20140821_150337I didn’t always want a home birth. I remember how crazy the idea sounded to me when a midwife during my first pregnancy back in 2008 asked me whether I’d consider giving birth at home. Little did I know that nearly 6 years later I would choose to give birth to my third child at home!

Before I get into it, I just want you to know that I didn’t write this post because I’m trying to convince you to have a home birth or because I think a home birth is for everyone. I didn’t write this post to tell you about the benefits of home birth either, which is why I won’t tell you WHY I ended up choosing one. I wrote this post because I want to share my journey and show you HOW it’s possible to go from not even thinking of home birth as an option to actually having one, and by choice.

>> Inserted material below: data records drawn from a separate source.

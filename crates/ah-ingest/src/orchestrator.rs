//! Ingest Orchestrator (§4.H): decode batch -> upsert -> classify -> silence
//! check -> conditional publish -> reply. Grounded on the teacher's
//! `fc-router/src/manager.rs` as the closest analog to a top-level
//! request-scoped orchestrator coordinating storage, a classification-like
//! side call, and dispatch, generalized from queue-message routing to this
//! spec's batch-ingest pipeline.

use std::sync::Arc;

use ah_classify::ClassificationEngine;
use ah_common::{Alert, AttemptStatus, PublishingAttempt};
use ah_matcher::SilenceMatcher;
use ah_publish::{Publisher, ReportStatus};
use ah_store::AlertStore;
use tokio::sync::Semaphore;
use tokio_util::sync::CancellationToken;
use tracing::warn;
use uuid::Uuid;

use crate::collaborators::{RouteResolver, SilenceSource};
use crate::model::{AlertOutcomeStatus, IncomingAlert, IngestAlertDetail};

pub struct OrchestratorConfig {
    /// Bounded parallelism across alerts within one batch (`B <= 16`, §5).
    pub batch_parallelism: usize,
    /// Default sync mode waits for classification before replying; async
    /// mode replies immediately and finishes classify/silence/publish in
    /// the background (§4.H step 3).
    pub sync_classification: bool,
}

impl Default for OrchestratorConfig {
    fn default() -> Self {
        Self { batch_parallelism: 16, sync_classification: true }
    }
}

pub struct Orchestrator {
    store: Arc<dyn AlertStore>,
    classifier: Arc<ClassificationEngine>,
    matcher: Arc<SilenceMatcher>,
    silences: Arc<dyn SilenceSource>,
    router: Arc<dyn RouteResolver>,
    publisher: Arc<Publisher>,
    config: OrchestratorConfig,
}

impl Orchestrator {
    pub fn new(
        store: Arc<dyn AlertStore>,
        classifier: Arc<ClassificationEngine>,
        matcher: Arc<SilenceMatcher>,
        silences: Arc<dyn SilenceSource>,
        router: Arc<dyn RouteResolver>,
        publisher: Arc<Publisher>,
        config: OrchestratorConfig,
    ) -> Self {
        Self { store, classifier, matcher, silences, router, publisher, config }
    }

    fn to_alert(incoming: IncomingAlert) -> Alert {
        let alert_name = incoming.labels.get("alertname").cloned().unwrap_or_default();
        let now = chrono::Utc::now();
        Alert {
            fingerprint: ah_common::fingerprint(&incoming.labels),
            alert_name,
            status: incoming.status,
            labels: incoming.labels,
            annotations: incoming.annotations,
            starts_at: incoming.starts_at,
            ends_at: incoming.ends_at,
            generator_url: incoming.generator_url,
            created_at: now,
            updated_at: now,
        }
    }

    /// Processes one ingest batch, honoring the optional bounded
    /// cross-alert parallelism (`B`); within an alert, processing stays
    /// strictly sequential (upsert before classify before publish, §5).
    pub async fn ingest(&self, cancel: &CancellationToken, alerts: Vec<IncomingAlert>) -> Vec<IngestAlertDetail> {
        let semaphore = Arc::new(Semaphore::new(self.config.batch_parallelism.max(1)));
        let mut handles = Vec::with_capacity(alerts.len());

        for incoming in alerts {
            let alert = Self::to_alert(incoming);
            let store = self.store.clone();
            let classifier = self.classifier.clone();
            let matcher = self.matcher.clone();
            let silences = self.silences.clone();
            let router = self.router.clone();
            let publisher = self.publisher.clone();
            let sync_classification = self.config.sync_classification;
            let cancel = cancel.clone();
            let permit = semaphore.clone().acquire_owned().await.expect("semaphore not closed");

            handles.push(tokio::spawn(async move {
                let _permit = permit;
                Self::process_one(store, classifier, matcher, silences, router, publisher, cancel, alert, sync_classification).await
            }));
        }

        let mut details = Vec::with_capacity(handles.len());
        for handle in handles {
            match handle.await {
                Ok(detail) => details.push(detail),
                Err(join_error) => warn!(error = %join_error, "ingest task panicked"),
            }
        }
        details
    }

    #[allow(clippy::too_many_arguments)]
    async fn process_one(
        store: Arc<dyn AlertStore>,
        classifier: Arc<ClassificationEngine>,
        matcher: Arc<SilenceMatcher>,
        silences: Arc<dyn SilenceSource>,
        router: Arc<dyn RouteResolver>,
        publisher: Arc<Publisher>,
        cancel: CancellationToken,
        alert: Alert,
        sync_classification: bool,
    ) -> IngestAlertDetail {
        let fingerprint = alert.fingerprint.clone();
        metrics::counter!("alerts_received_total").increment(1);

        let stored = match store.save_alert(alert).await {
            Ok(a) => a,
            Err(e) => {
                return IngestAlertDetail {
                    fingerprint,
                    status: AlertOutcomeStatus::Failed,
                    severity: None,
                    silenced: false,
                    silence_ids: vec![],
                    error: Some(e.to_string()),
                };
            }
        };

        if sync_classification {
            Self::classify_silence_publish(store, classifier, matcher, silences, router, publisher, cancel, stored).await
        } else {
            tokio::spawn(async move {
                Self::classify_silence_publish(store, classifier, matcher, silences, router, publisher, cancel, stored).await;
            });
            IngestAlertDetail {
                fingerprint,
                status: AlertOutcomeStatus::Ok,
                severity: None,
                silenced: false,
                silence_ids: vec![],
                error: None,
            }
        }
    }

    /// Steps 3-6 of §4.H, shared by the sync path (awaited inline) and the
    /// async path (run in a detached task after the caller has replied).
    #[allow(clippy::too_many_arguments)]
    async fn classify_silence_publish(
        store: Arc<dyn AlertStore>,
        classifier: Arc<ClassificationEngine>,
        matcher: Arc<SilenceMatcher>,
        silences: Arc<dyn SilenceSource>,
        router: Arc<dyn RouteResolver>,
        publisher: Arc<Publisher>,
        cancel: CancellationToken,
        alert: Alert,
    ) -> IngestAlertDetail {
        let classification = classifier.classify(&alert).await;
        if let Err(e) = store.save_classification(classification.clone()).await {
            warn!(error = %e, fingerprint = %alert.fingerprint, "failed to persist classification");
        }

        let active = silences.active_silences().await;
        let matched_ids = match matcher.matches_any(&cancel, &active, &alert.labels) {
            Ok(ids) => ids,
            Err(ah_matcher::MatcherError::ContextCancelled(partial)) => {
                warn!(
                    fingerprint = %alert.fingerprint,
                    partial_matches = partial.len(),
                    "silence evaluation cancelled; treating alert as silenced by the silences matched so far"
                );
                partial
            }
            Err(e) => {
                warn!(error = %e, fingerprint = %alert.fingerprint, "silence evaluation failed; treating alert as not silenced");
                Vec::new()
            }
        };

        if !matched_ids.is_empty() {
            Self::audit_silenced_skip(&store, &alert, &matched_ids).await;
            return IngestAlertDetail {
                fingerprint: alert.fingerprint,
                status: AlertOutcomeStatus::Ok,
                severity: Some(classification.severity),
                silenced: true,
                silence_ids: matched_ids,
                error: None,
            };
        }

        let receiver_names = router.route_for(&alert);
        let report = publisher.publish(&cancel, &alert, &classification, &receiver_names).await;

        let status = match report.status() {
            ReportStatus::Empty | ReportStatus::AllSuccess => AlertOutcomeStatus::Ok,
            ReportStatus::Mixed => AlertOutcomeStatus::Partial,
            ReportStatus::AllFailed => AlertOutcomeStatus::Failed,
        };

        IngestAlertDetail {
            fingerprint: alert.fingerprint,
            status,
            severity: Some(classification.severity),
            silenced: false,
            silence_ids: vec![],
            error: None,
        }
    }

    async fn audit_silenced_skip(store: &Arc<dyn AlertStore>, alert: &Alert, silence_ids: &[Uuid]) {
        let attempt = PublishingAttempt {
            alert_fingerprint: alert.fingerprint.clone(),
            target_name: "*".to_string(),
            target_type: "silenced".to_string(),
            status: AttemptStatus::Skipped,
            attempt_number: 1,
            response_code: None,
            response_message: Some("silenced".to_string()),
            payload_size: None,
            processing_time_seconds: 0.0,
            error_details: Some(serde_json::json!({ "reason": "silenced", "silence_ids": silence_ids })),
            created_at: chrono::Utc::now(),
        };
        if let Err(e) = store.append_publishing_attempt(attempt).await {
            warn!(error = %e, "failed to persist silenced publishing attempt");
        }
    }
}
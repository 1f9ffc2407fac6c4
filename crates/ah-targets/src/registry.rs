//! Target Registry (§4.F): read-only at run time, hot-reloaded by atomic
//! swap of the entire registry reference — generalized from the teacher's
//! periodic-rebuild-and-replace config sync (`fc-router/src/config_sync.rs`)
//! from an `RwLock`-guarded struct to a true lock-free `ArcSwap`, since reads
//! here (one per publish fanout) vastly outnumber reloads.

use std::collections::HashMap;
use std::sync::Arc;

use arc_swap::ArcSwap;
use tracing::info;

use ah_common::Receiver;

use crate::error::{Result, TargetsError};

fn validate(receivers: &[Receiver]) -> Result<()> {
    let mut seen = std::collections::HashSet::new();
    for r in receivers {
        if !r.has_valid_name() {
            return Err(TargetsError::InvalidName(r.name.clone()));
        }
        if !r.is_non_empty() {
            return Err(TargetsError::Empty(r.name.clone()));
        }
        if !seen.insert(r.name.clone()) {
            return Err(TargetsError::Duplicate(r.name.clone()));
        }
    }
    Ok(())
}

fn to_map(receivers: Vec<Receiver>) -> HashMap<String, Arc<Receiver>> {
    receivers.into_iter().map(|r| (r.name.clone(), Arc::new(r))).collect()
}

pub struct TargetRegistry {
    receivers: ArcSwap<HashMap<String, Arc<Receiver>>>,
}

impl TargetRegistry {
    pub fn new(receivers: Vec<Receiver>) -> Result<Self> {
        validate(&receivers)?;
        Ok(Self { receivers: ArcSwap::from_pointee(to_map(receivers)) })
    }

    pub fn get(&self, name: &str) -> Option<Arc<Receiver>> {
        self.receivers.load().get(name).cloned()
    }

    pub fn list(&self) -> Vec<Arc<Receiver>> {
        self.receivers.load().values().cloned().collect()
    }

    /// Atomically replaces the whole registry. In-flight reads that already
    /// loaded the old map keep working against it until they drop it.
    pub fn reload(&self, receivers: Vec<Receiver>) -> Result<()> {
        validate(&receivers)?;
        let count = receivers.len();
        self.receivers.store(Arc::new(to_map(receivers)));
        info!(receiver_count = count, "target registry reloaded");
        Ok(())
    }
}

#[cfg(test)]
mod tests {
    use super::*;
    use ah_common::{DispatchConfig, HttpConfigOptions};

    fn webhook_receiver(name: &str) -> Receiver {
        Receiver {
            name: name.to_string(),
            webhook_configs: vec![DispatchConfig {
                url: "https://example.com/hook".to_string(),
                method: "POST".to_string(),
                headers: Default::default(),
                send_resolved: true,
                max_alerts: 0,
                http_config: HttpConfigOptions::default(),
            }],
            chat_configs: vec![],
            incident_configs: vec![],
            email_configs: vec![],
        }
    }

    #[test]
    fn get_and_list_reflect_construction() {
        let registry = TargetRegistry::new(vec![webhook_receiver("slack")]).unwrap();
        assert!(registry.get("slack").is_some());
        assert!(registry.get("missing").is_none());
        assert_eq!(registry.list().len(), 1);
    }

    #[test]
    fn rejects_duplicate_names() {
        let err = TargetRegistry::new(vec![webhook_receiver("slack"), webhook_receiver("slack")]).unwrap_err();
        assert!(matches!(err, TargetsError::Duplicate(_)));
    }

    #[test]
    fn rejects_empty_receiver() {
        let empty = Receiver { name: "empty".to_string(), ..Default::default() };
        let err = TargetRegistry::new(vec![empty]).unwrap_err();
        assert!(matches!(err, TargetsError::Empty(_)));
    }

    #[test]
    fn reload_atomically_replaces_registry() {
        let registry = TargetRegistry::new(vec![webhook_receiver("slack")]).unwrap();
        registry.reload(vec![webhook_receiver("pagerduty")]).unwrap();
        assert!(registry.get("slack").is_none());
        assert!(registry.get("pagerduty").is_some());
    }

    #[test]
    fn reload_rejects_invalid_set_and_keeps_old_registry() {
        let registry = TargetRegistry::new(vec![webhook_receiver("slack")]).unwrap();
        let bad = Receiver { name: "bad name!".to_string(), ..webhook_receiver("x") };
        assert!(registry.reload(vec![bad]).is_err());
        assert!(registry.get("slack").is_some(), "failed reload must not mutate the live registry");
    }
}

With my first two children I didn’t even think about it for a second – I didn’t know anyone of our generation who had given birth at home, and it just wasn’t ‘the done thing’. By the time I became pregnant with my third son however, I had become part of the Natal Family and had learnt a huge amount about pregnancy and birth. By then, I also knew people who have successfully and safely had their babies at home and had fantastic experiences; but even then, home birth just felt like something ‘others’  would do, not us.

The first time I started to really think about home birth was when (pregnant with my 3rd baby) the midwife who did my booking visit came to my house and informed me that because I had had two straightforward pregnancies and midwife-led births I had been put under the care of the Home Birth team. She explained that I didn’t have to give birth at home if I didn’t want to, but as long as I stayed with this team, it meant that they’d come to see me for all antenatal appointments, and of course if I wanted to, when the time came, it meant that I could call a midwife (two, in fact) to assist me giving birth at home.

At first, I decided to stay with the team because of the convenience – they come to your house and they work on weekends, which meant I didn’t even have to take days off work for antenatal appointments. But as time passed, staying with the team meant that I owed it to these lovely ladies to at least appear to be making an effort and looking into it! And that’s how my journey started: pretty much by chance.

In the end I had an amazing home birth, which wouldn’t have happened without the support from my husband, my midwives, Steph from the Natal Family and the home birth advocates I met along the way. It wouldn’t have happened without the information and supporting stories that I found through my research and that helped to make a home birth a reality for us.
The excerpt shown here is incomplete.